### AIM OF THE TASK
Beginning with the first line below, please restate each line exactly, down to and including the line containing "service lives in.".

### DATA RECORDS

>>

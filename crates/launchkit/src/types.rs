//! Core types for launchd service management.

use serde::{Deserialize, Serialize};
use std::collections::BTreeMap;
use std::path::PathBuf;
use std::time::Duration;

/// Kind of managed background service.
#[derive(Debug, Clone, Copy, PartialEq, Eq, Hash, Serialize, Deserialize)]
#[serde(rename_all = "lowercase")]
pub enum ServiceType {
    /// System-wide daemon (LaunchDaemons)
    Daemon,
    /// Per-user agent (LaunchAgents)
    Agent,
    /// System extension (network, endpoint security, driver)
    Extension,
}

impl ServiceType {
    /// Lowercase name used in CLI filters and JSON output.
    pub fn as_str(&self) -> &'static str {
        match self {
            ServiceType::Daemon => "daemon",
            ServiceType::Agent => "agent",
            ServiceType::Extension => "extension",
        }
    }

    /// Parse from a filter name (case-insensitive).
    pub fn from_name(s: &str) -> Option<Self> {
        match s.to_lowercase().as_str() {
            "daemon" | "launchdaemon" => Some(ServiceType::Daemon),
            "agent" | "launchagent" => Some(ServiceType::Agent),
            "extension" | "systemextension" => Some(ServiceType::Extension),
            _ => None,
        }
    }
}

impl std::fmt::Display for ServiceType {
    fn fmt(&self, f: &mut std::fmt::Formatter<'_>) -> std::fmt::Result {
        write!(f, "{}", self.as_str())
    }
}

/// Scope a service lives in.
#[derive(Debug, Clone, Copy, PartialEq, Eq, Hash, Serialize, Deserialize)]
#[serde(rename_all = "lowercase")]
pub enum Domain {
    /// Machine-wide
    System,
    /// Per-user background
    User,
    /// Per-user graphical session
    Gui,
}

impl Domain {
    pub fn as_str(&self) -> &'static str {
        match self {
            Domain::System => "system",
            Domain::User => "user",
            Domain::Gui => "gui",
        }
    }

    pub fn from_name(s: &str) -> Option<Self> {
        match s.to_lowercase().as_str() {
            "system" => Some(Domain::System),
            "user" => Some(Domain::User),
            "gui" => Some(Domain::Gui),
            _ => None,
        }
    }

    /// Parse a domain target such as `gui/501` or `system`.
    pub fn from_target(target: &str) -> Option<Self> {
        let head = target.split('/').next().unwrap_or(target);
        Self::from_name(head.trim())
    }
}

impl std::fmt::Display for Domain {
    fn fmt(&self, f: &mut std::fmt::Formatter<'_>) -> std::fmt::Result {
        write!(f, "{}", self.as_str())
    }
}

/// Observed run state of a service.
#[derive(Debug, Clone, Copy, PartialEq, Eq, Hash, Serialize, Deserialize)]
#[serde(rename_all = "lowercase")]
pub enum ServiceStatus {
    Running,
    Stopped,
    Disabled,
    Error,
    Unknown,
}

/// Exit status reported after a SIGTERM, which is what `stop` sends.
const SIGTERM_EXIT: i32 = -15;

impl ServiceStatus {
    /// Derive the status from the raw columns of a list row.
    ///
    /// Status is never stored independently of these three inputs.
    pub fn derive(pid: Option<u32>, exit_status: Option<i32>, enabled: bool) -> Self {
        if !enabled {
            return ServiceStatus::Disabled;
        }
        if pid.is_some() {
            return ServiceStatus::Running;
        }
        match exit_status {
            None | Some(0) | Some(SIGTERM_EXIT) => ServiceStatus::Stopped,
            Some(_) => ServiceStatus::Error,
        }
    }

    /// Rank used when the same extension is reported more than once.
    /// Higher is "more active".
    pub fn activity_rank(&self) -> u8 {
        match self {
            ServiceStatus::Running => 4,
            ServiceStatus::Stopped => 3,
            ServiceStatus::Disabled => 2,
            ServiceStatus::Error => 1,
            ServiceStatus::Unknown => 0,
        }
    }

    pub fn as_str(&self) -> &'static str {
        match self {
            ServiceStatus::Running => "running",
            ServiceStatus::Stopped => "stopped",
            ServiceStatus::Disabled => "disabled",
            ServiceStatus::Error => "error",
            ServiceStatus::Unknown => "unknown",
        }
    }
}

impl std::fmt::Display for ServiceStatus {
    fn fmt(&self, f: &mut std::fmt::Formatter<'_>) -> std::fmt::Result {
        write!(f, "{}", self.as_str())
    }
}

/// Protection level, derived by the classifier.
#[derive(Debug, Clone, Copy, PartialEq, Eq, Hash, Serialize, Deserialize)]
#[serde(rename_all = "kebab-case")]
pub enum Protection {
    Normal,
    SipProtected,
    SystemOwned,
    Immutable,
}

impl Protection {
    /// Whether lifecycle actions must be refused outright.
    pub fn blocks_actions(&self) -> bool {
        matches!(self, Protection::SipProtected | Protection::Immutable)
    }

    pub fn as_str(&self) -> &'static str {
        match self {
            Protection::Normal => "normal",
            Protection::SipProtected => "sip-protected",
            Protection::SystemOwned => "system-owned",
            Protection::Immutable => "immutable",
        }
    }
}

impl std::fmt::Display for Protection {
    fn fmt(&self, f: &mut std::fmt::Formatter<'_>) -> std::fmt::Result {
        write!(f, "{}", self.as_str())
    }
}

/// How sure we are about an inferred value.
#[derive(Debug, Clone, Copy, PartialEq, Eq, Hash, Serialize, Deserialize)]
#[serde(rename_all = "lowercase")]
pub enum Confidence {
    /// Guessed from the label at discovery time
    Provisional,
    /// Backed by a plist location or detail output
    Confirmed,
}

/// A value tagged with whether it was guessed or confirmed.
#[derive(Debug, Clone, Copy, PartialEq, Eq, Hash, Serialize, Deserialize)]
pub struct Inferred<T> {
    pub value: T,
    pub confidence: Confidence,
}

impl<T> Inferred<T> {
    pub fn provisional(value: T) -> Self {
        Self {
            value,
            confidence: Confidence::Provisional,
        }
    }

    pub fn confirmed(value: T) -> Self {
        Self {
            value,
            confidence: Confidence::Confirmed,
        }
    }

    pub fn is_confirmed(&self) -> bool {
        self.confidence == Confidence::Confirmed
    }

    /// Replace a provisional value with a confirmed one; confirmed values stay.
    pub fn refine(self, other: Option<Inferred<T>>) -> Self {
        match other {
            Some(o) if o.is_confirmed() || !self.is_confirmed() => o,
            _ => self,
        }
    }
}

/// A discovered service. Immutable within a snapshot; replaced, not mutated.
#[derive(Debug, Clone, PartialEq, Eq, Serialize, Deserialize)]
#[serde(rename_all = "camelCase")]
pub struct Service {
    /// `<domain>/<label>`, unique within a snapshot
    pub id: String,
    pub label: String,
    pub display_name: String,
    #[serde(rename = "type")]
    pub kind: Inferred<ServiceType>,
    pub domain: Inferred<Domain>,
    pub status: ServiceStatus,
    pub protection: Protection,
    pub pid: Option<u32>,
    pub exit_status: Option<i32>,
    pub enabled: bool,
    pub is_vendor_owned: bool,
    pub requires_root: bool,
    pub file_path: Option<PathBuf>,
    pub description: Option<String>,
    pub last_error: Option<String>,
    pub team_id: Option<String>,
    pub version: Option<String>,
    pub extension_state: Option<String>,
    pub categories: Option<Vec<String>>,
}

impl Service {
    /// Build the snapshot id for a label in a domain.
    pub fn make_id(domain: Domain, label: &str) -> String {
        format!("{}/{}", domain.as_str(), label)
    }

    /// Whether any volatile field differs from `other`.
    pub fn volatile_differs(&self, other: &Service) -> bool {
        self.status != other.status
            || self.pid != other.pid
            || self.enabled != other.enabled
            || self.exit_status != other.exit_status
            || self.last_error != other.last_error
    }

    /// Return a copy with fields refined from fetched detail.
    ///
    /// The id follows the refined domain. Classifier-derived fields
    /// (`requires_root`, `protection`) are recomputed by
    /// [`ServiceClassifier::reclassify`](crate::classify::ServiceClassifier::reclassify).
    pub fn refine(&self, detail: &ServiceDetail) -> Service {
        let mut refined = self.clone();
        refined.kind = self.kind.refine(detail.kind);
        refined.domain = self.domain.refine(detail.domain);
        refined.id = Service::make_id(refined.domain.value, &refined.label);
        if refined.file_path.is_none() {
            refined.file_path = detail.file_path.clone();
        }
        if detail.description.is_some() {
            refined.description = detail.description.clone();
        }
        refined
    }
}

/// One row of list output.
#[derive(Debug, Clone, PartialEq, Eq, Serialize, Deserialize)]
pub struct ListEntry {
    pub pid: Option<u32>,
    pub exit_status: Option<i32>,
    pub label: String,
}

/// One (deduplicated) entry of the extension listing.
#[derive(Debug, Clone, PartialEq, Eq, Serialize, Deserialize)]
pub struct ExtensionRecord {
    pub bundle_id: String,
    pub team_id: Option<String>,
    pub version: Option<String>,
    pub name: Option<String>,
    pub enabled: bool,
    pub active: bool,
    pub state: Option<String>,
    pub status: ServiceStatus,
    pub categories: Vec<String>,
}

/// Lazily fetched per-service detail.
#[derive(Debug, Clone, Default, PartialEq, Eq, Serialize, Deserialize)]
#[serde(rename_all = "camelCase")]
pub struct ServiceDetail {
    pub pid: Option<u32>,
    pub exit_status: Option<i32>,
    pub state: Option<String>,
    pub file_path: Option<PathBuf>,
    pub program: Option<String>,
    pub arguments: Vec<String>,
    pub description: Option<String>,
    pub run_at_load: Option<bool>,
    pub keep_alive: Option<bool>,
    pub kind: Option<Inferred<ServiceType>>,
    pub domain: Option<Inferred<Domain>>,
    /// Every normalized key from the print output
    pub properties: BTreeMap<String, String>,
}

/// Retry bookkeeping attached to executed commands.
#[derive(Debug, Clone, PartialEq, Eq, Serialize, Deserialize)]
#[serde(rename_all = "camelCase")]
pub struct RetryInfo {
    /// Total attempts made (always >= 1)
    pub attempts: u32,
    pub retried: bool,
    #[serde(skip_serializing_if = "Vec::is_empty", default)]
    pub retry_errors: Vec<String>,
}

impl RetryInfo {
    pub fn single() -> Self {
        Self {
            attempts: 1,
            retried: false,
            retry_errors: Vec::new(),
        }
    }
}

/// Why an action did not succeed.
#[derive(Debug, Clone, Copy, PartialEq, Eq, Serialize, Deserialize)]
#[serde(rename_all = "kebab-case")]
pub enum FailureKind {
    /// Label failed validation or action unsupported
    Validation,
    /// Service is SIP-protected or immutable
    Protected,
    /// Elevation needed
    Permission,
    NotFound,
    AlreadyInState,
    Timeout,
    NeedsPassword,
    AuthCancelled,
    AuthFailed,
    Generic,
}

/// Outcome of a lifecycle action. Expected failures are values, not errors.
#[derive(Debug, Clone, PartialEq, Eq, Serialize, Deserialize)]
#[serde(rename_all = "camelCase")]
pub struct ActionResult {
    pub success: bool,
    pub message: String,
    #[serde(skip_serializing_if = "Option::is_none")]
    pub error: Option<String>,
    #[serde(skip_serializing_if = "Option::is_none")]
    pub failure: Option<FailureKind>,
    #[serde(skip_serializing_if = "Option::is_none")]
    pub requires_root: Option<bool>,
    #[serde(skip_serializing_if = "Option::is_none")]
    pub sip_protected: Option<bool>,
    #[serde(skip_serializing_if = "Option::is_none")]
    pub retry_info: Option<RetryInfo>,
    /// Composed command, dry-run only
    #[serde(skip_serializing_if = "Option::is_none")]
    pub command: Option<String>,
}

impl ActionResult {
    pub fn ok(message: impl Into<String>) -> Self {
        Self {
            success: true,
            message: message.into(),
            error: None,
            failure: None,
            requires_root: None,
            sip_protected: None,
            retry_info: None,
            command: None,
        }
    }

    pub fn failed(kind: FailureKind, message: impl Into<String>) -> Self {
        Self {
            success: false,
            failure: Some(kind),
            ..Self::ok(message)
        }
    }

    pub fn with_error(mut self, error: impl Into<String>) -> Self {
        self.error = Some(error.into());
        self
    }

    pub fn with_requires_root(mut self, requires_root: bool) -> Self {
        self.requires_root = Some(requires_root);
        self
    }

    pub fn with_retry_info(mut self, info: Option<RetryInfo>) -> Self {
        self.retry_info = info;
        self
    }
}

/// Configuration for retry logic.
#[derive(Debug, Clone)]
pub struct RetryConfig {
    /// Retries after the first attempt
    pub max_retries: u32,
    /// Delay before the first retry
    pub base_delay: Duration,
    /// Multiplier for exponential backoff
    pub backoff_factor: f64,
    /// Maximum delay between retries
    pub max_delay: Duration,
}

impl Default for RetryConfig {
    fn default() -> Self {
        Self {
            max_retries: 3,
            base_delay: Duration::from_secs(1),
            backoff_factor: 2.0,
            max_delay: Duration::from_secs(10),
        }
    }
}

impl RetryConfig {
    pub fn new(max_retries: u32, base_delay: Duration, backoff_factor: f64) -> Self {
        Self {
            max_retries,
            base_delay,
            backoff_factor,
            max_delay: Duration::from_secs(10),
        }
    }

    /// Total attempts allowed, including the first.
    pub fn max_attempts(&self) -> u32 {
        self.max_retries + 1
    }

    /// Calculate the delay after a failed attempt (0-indexed).
    pub fn delay_for_attempt(&self, attempt: u32) -> Duration {
        let delay = self.base_delay.as_secs_f64() * self.backoff_factor.powi(attempt as i32);
        let capped = delay.min(self.max_delay.as_secs_f64());
        Duration::from_secs_f64(capped)
    }

    /// Create a config that never retries.
    pub fn no_retry() -> Self {
        Self {
            max_retries: 0,
            ..Default::default()
        }
    }
}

<<

### OUTPUT OF THE EXERCISE
filename crates/launchkit/src/types.rs
//! Core types for launchd service management.

use serde::{Deserialize, Serialize};
use std::collections::BTreeMap;
use std::path::PathBuf;
use std::time::Duration;

/// Kind of managed background service.
#[derive(Debug, Clone, Copy, PartialEq, Eq, Hash, Serialize, Deserialize)]
#[serde(rename_all = "lowercase")]
pub enum ServiceType {
    /// System-wide daemon (LaunchDaemons)
    Daemon,
    /// Per-user agent (LaunchAgents)
    Agent,
    /// System extension (network, endpoint security, driver)
    Extension,
}

impl ServiceType {
    /// Lowercase name used in CLI filters and JSON output.
    pub fn as_str(&self) -> &'static str {
        match self {
            ServiceType::Daemon => "daemon",
            ServiceType::Agent => "agent",
            ServiceType::Extension => "extension",
        }
    }

    /// Parse from a filter name (case-insensitive).
    pub fn from_name(s: &str) -> Option<Self> {
        match s.to_lowercase().as_str() {
            "daemon" | "launchdaemon" => Some(ServiceType::Daemon),
            "agent" | "launchagent" => Some(ServiceType::Agent),
            "extension" | "systemextension" => Some(ServiceType::Extension),
            _ => None,
        }
    }
}

impl std::fmt::Display for ServiceType {
    fn fmt(&self, f: &mut std::fmt::Formatter<'_>) -> std::fmt::Result {
        write!(f, "{}", self.as_str())
    }
}

/// Scope a service lives in.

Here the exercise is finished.